***** DATA IN THIS EXERCISE *****
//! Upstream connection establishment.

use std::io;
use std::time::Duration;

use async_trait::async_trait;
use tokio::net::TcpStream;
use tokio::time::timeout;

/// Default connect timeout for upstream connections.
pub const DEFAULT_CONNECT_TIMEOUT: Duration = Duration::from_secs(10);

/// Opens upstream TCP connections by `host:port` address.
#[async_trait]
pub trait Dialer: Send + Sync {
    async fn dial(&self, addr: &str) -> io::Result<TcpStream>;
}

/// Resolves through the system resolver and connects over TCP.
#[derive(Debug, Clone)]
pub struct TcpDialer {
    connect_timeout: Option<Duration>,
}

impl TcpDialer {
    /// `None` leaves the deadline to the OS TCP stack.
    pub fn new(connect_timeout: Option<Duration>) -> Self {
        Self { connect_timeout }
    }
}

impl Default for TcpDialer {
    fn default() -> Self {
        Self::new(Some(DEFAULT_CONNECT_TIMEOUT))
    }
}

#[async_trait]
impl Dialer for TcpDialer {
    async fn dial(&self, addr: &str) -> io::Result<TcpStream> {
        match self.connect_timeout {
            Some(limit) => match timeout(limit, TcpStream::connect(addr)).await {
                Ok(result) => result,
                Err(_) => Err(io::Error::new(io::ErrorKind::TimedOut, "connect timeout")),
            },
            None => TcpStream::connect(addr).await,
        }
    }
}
*****
***** DATA IN THIS EXERCISE *****
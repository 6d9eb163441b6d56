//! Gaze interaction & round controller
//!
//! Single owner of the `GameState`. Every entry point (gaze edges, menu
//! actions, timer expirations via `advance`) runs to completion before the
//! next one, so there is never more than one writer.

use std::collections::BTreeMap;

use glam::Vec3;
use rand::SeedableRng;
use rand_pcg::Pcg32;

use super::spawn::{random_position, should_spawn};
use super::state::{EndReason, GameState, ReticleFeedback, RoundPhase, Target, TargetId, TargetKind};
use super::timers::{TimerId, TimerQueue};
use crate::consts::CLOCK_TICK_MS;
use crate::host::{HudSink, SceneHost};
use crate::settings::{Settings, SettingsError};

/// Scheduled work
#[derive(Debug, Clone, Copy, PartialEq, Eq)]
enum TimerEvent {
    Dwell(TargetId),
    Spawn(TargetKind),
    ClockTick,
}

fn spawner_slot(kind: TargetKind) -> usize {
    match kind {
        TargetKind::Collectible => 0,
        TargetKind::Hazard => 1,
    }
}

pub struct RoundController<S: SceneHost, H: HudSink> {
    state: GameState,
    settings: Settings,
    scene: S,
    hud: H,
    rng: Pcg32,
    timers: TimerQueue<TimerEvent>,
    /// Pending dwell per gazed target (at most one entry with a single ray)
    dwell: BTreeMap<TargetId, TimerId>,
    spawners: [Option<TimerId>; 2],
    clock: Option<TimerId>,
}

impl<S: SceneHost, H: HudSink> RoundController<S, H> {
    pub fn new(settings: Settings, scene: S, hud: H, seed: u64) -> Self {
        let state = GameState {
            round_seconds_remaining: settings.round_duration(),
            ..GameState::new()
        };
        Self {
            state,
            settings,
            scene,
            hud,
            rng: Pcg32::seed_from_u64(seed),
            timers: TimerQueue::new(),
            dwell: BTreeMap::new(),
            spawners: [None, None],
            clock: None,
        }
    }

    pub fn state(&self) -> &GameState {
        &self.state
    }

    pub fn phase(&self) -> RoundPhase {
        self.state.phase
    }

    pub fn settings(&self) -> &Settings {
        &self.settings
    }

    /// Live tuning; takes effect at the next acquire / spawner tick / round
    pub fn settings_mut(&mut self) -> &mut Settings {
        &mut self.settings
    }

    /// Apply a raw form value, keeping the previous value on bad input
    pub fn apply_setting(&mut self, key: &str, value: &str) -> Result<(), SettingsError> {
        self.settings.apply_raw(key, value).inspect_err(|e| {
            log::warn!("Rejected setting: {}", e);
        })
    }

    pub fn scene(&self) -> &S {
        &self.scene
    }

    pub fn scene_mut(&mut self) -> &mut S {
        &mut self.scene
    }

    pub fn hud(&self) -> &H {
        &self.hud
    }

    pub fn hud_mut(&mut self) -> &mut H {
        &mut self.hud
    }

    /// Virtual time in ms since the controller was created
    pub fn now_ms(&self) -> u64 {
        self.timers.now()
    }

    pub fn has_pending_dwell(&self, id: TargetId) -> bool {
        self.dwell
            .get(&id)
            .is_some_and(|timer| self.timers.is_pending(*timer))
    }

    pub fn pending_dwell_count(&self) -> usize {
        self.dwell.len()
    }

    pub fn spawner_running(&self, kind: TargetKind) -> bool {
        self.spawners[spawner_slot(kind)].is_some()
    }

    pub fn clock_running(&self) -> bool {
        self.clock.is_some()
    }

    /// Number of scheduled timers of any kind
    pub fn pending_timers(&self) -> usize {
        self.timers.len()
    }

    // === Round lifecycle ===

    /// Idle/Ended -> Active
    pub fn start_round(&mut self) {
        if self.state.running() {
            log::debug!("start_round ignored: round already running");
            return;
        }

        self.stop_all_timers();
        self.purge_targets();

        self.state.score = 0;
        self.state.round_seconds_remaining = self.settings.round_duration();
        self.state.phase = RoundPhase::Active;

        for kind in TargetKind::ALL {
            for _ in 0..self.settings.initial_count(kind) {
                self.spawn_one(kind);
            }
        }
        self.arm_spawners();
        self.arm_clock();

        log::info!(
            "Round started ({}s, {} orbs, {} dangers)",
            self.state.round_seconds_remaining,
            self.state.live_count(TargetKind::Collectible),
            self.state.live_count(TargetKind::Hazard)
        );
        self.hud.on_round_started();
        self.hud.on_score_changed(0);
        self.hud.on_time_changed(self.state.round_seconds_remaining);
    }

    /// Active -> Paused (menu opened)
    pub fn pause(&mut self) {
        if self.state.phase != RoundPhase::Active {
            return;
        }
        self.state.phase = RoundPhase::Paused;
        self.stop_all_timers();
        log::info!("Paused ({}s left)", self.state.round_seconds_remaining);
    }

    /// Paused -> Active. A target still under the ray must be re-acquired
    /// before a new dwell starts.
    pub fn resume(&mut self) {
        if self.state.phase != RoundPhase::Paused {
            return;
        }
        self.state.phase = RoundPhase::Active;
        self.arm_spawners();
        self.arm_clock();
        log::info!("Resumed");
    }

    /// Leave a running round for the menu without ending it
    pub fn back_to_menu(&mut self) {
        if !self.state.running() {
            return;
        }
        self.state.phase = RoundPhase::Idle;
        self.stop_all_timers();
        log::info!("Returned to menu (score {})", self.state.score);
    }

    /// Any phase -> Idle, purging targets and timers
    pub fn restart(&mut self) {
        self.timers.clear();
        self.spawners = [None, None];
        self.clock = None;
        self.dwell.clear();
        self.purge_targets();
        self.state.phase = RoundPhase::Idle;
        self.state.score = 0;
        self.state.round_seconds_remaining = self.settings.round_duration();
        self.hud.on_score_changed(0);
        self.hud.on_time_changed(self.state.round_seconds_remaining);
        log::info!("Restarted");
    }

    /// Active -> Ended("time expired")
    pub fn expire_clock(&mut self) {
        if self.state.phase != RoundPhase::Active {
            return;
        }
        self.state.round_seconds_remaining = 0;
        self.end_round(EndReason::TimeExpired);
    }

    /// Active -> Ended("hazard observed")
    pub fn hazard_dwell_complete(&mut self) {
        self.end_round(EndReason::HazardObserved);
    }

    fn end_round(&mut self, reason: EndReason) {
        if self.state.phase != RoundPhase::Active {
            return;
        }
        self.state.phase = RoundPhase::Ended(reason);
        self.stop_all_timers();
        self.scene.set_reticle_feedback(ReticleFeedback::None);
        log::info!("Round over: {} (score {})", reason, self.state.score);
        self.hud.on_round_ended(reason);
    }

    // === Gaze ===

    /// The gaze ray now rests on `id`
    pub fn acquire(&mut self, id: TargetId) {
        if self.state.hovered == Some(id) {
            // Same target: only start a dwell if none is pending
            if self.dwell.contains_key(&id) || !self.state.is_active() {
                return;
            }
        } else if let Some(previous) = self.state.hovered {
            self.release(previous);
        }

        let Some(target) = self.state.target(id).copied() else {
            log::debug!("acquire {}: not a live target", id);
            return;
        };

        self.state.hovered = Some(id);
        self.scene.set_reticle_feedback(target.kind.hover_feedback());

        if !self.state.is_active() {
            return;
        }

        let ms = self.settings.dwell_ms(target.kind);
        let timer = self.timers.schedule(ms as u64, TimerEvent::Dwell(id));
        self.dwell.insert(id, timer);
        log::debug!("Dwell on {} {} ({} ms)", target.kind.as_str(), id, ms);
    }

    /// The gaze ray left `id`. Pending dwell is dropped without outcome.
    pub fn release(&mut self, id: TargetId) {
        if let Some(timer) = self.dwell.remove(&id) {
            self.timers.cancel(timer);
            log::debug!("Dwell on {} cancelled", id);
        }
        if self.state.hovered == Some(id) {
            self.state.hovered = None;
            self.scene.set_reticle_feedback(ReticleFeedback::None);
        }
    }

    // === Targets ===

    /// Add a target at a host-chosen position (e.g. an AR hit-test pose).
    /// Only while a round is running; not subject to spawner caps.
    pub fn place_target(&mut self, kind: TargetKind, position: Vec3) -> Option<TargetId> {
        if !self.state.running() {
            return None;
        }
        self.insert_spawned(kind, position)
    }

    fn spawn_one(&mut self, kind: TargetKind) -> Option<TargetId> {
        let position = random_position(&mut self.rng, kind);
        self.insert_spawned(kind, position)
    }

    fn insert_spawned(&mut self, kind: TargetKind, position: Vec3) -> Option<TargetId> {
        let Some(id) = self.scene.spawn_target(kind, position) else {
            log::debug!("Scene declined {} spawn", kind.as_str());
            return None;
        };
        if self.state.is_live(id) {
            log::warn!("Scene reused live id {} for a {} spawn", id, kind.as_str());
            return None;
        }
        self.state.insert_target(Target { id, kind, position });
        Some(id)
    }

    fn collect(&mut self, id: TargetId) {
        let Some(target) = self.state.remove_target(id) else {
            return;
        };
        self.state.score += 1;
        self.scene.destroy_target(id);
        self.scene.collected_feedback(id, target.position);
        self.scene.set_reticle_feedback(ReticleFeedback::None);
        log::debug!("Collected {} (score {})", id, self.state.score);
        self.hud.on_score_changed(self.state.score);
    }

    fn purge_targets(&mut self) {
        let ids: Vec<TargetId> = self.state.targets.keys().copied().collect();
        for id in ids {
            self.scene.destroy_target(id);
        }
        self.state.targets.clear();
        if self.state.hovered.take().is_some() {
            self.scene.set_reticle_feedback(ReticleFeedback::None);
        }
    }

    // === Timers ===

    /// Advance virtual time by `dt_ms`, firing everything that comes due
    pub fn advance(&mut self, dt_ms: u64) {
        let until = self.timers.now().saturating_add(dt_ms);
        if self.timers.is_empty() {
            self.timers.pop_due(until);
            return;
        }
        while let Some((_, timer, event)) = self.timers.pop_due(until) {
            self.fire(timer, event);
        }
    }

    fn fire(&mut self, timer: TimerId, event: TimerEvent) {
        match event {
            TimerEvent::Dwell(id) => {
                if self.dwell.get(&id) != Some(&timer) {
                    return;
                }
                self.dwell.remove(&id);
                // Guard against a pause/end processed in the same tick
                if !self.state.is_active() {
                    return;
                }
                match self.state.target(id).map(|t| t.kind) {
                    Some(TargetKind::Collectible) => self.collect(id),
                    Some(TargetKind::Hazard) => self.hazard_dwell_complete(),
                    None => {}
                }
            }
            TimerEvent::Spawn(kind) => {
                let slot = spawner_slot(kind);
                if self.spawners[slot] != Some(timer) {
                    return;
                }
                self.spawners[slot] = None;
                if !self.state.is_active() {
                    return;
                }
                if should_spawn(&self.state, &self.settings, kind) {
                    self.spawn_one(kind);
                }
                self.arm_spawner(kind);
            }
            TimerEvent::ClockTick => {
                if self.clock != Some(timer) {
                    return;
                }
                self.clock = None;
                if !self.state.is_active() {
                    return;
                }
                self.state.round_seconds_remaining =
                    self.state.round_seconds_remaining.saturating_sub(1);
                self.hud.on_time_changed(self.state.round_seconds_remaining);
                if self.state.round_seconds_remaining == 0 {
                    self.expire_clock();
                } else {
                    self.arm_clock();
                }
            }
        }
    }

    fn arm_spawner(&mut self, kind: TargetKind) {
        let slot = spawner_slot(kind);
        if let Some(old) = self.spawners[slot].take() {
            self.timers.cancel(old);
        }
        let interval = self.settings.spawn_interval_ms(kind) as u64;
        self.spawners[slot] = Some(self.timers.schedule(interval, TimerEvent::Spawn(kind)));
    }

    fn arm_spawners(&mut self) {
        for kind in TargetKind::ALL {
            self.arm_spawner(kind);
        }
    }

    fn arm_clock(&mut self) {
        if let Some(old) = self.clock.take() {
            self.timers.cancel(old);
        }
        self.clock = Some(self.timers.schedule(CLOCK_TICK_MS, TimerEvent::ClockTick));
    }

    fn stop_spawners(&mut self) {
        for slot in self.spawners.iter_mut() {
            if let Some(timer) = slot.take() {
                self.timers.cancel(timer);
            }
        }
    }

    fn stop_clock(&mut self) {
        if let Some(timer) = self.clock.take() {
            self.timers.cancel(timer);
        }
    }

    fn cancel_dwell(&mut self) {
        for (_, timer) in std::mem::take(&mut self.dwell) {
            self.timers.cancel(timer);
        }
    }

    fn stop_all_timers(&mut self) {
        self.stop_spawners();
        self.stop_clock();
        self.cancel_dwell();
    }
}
*****
(BRIEF)
Write out every line of the entries that holds the word "SceneHost".

(SOLUTION TO THIS TASK)
use crate::host::{HudSink, SceneHost};
pub struct RoundController<S: SceneHost, H: HudSink> {
impl<S: SceneHost, H: HudSink> RoundController<S, H> {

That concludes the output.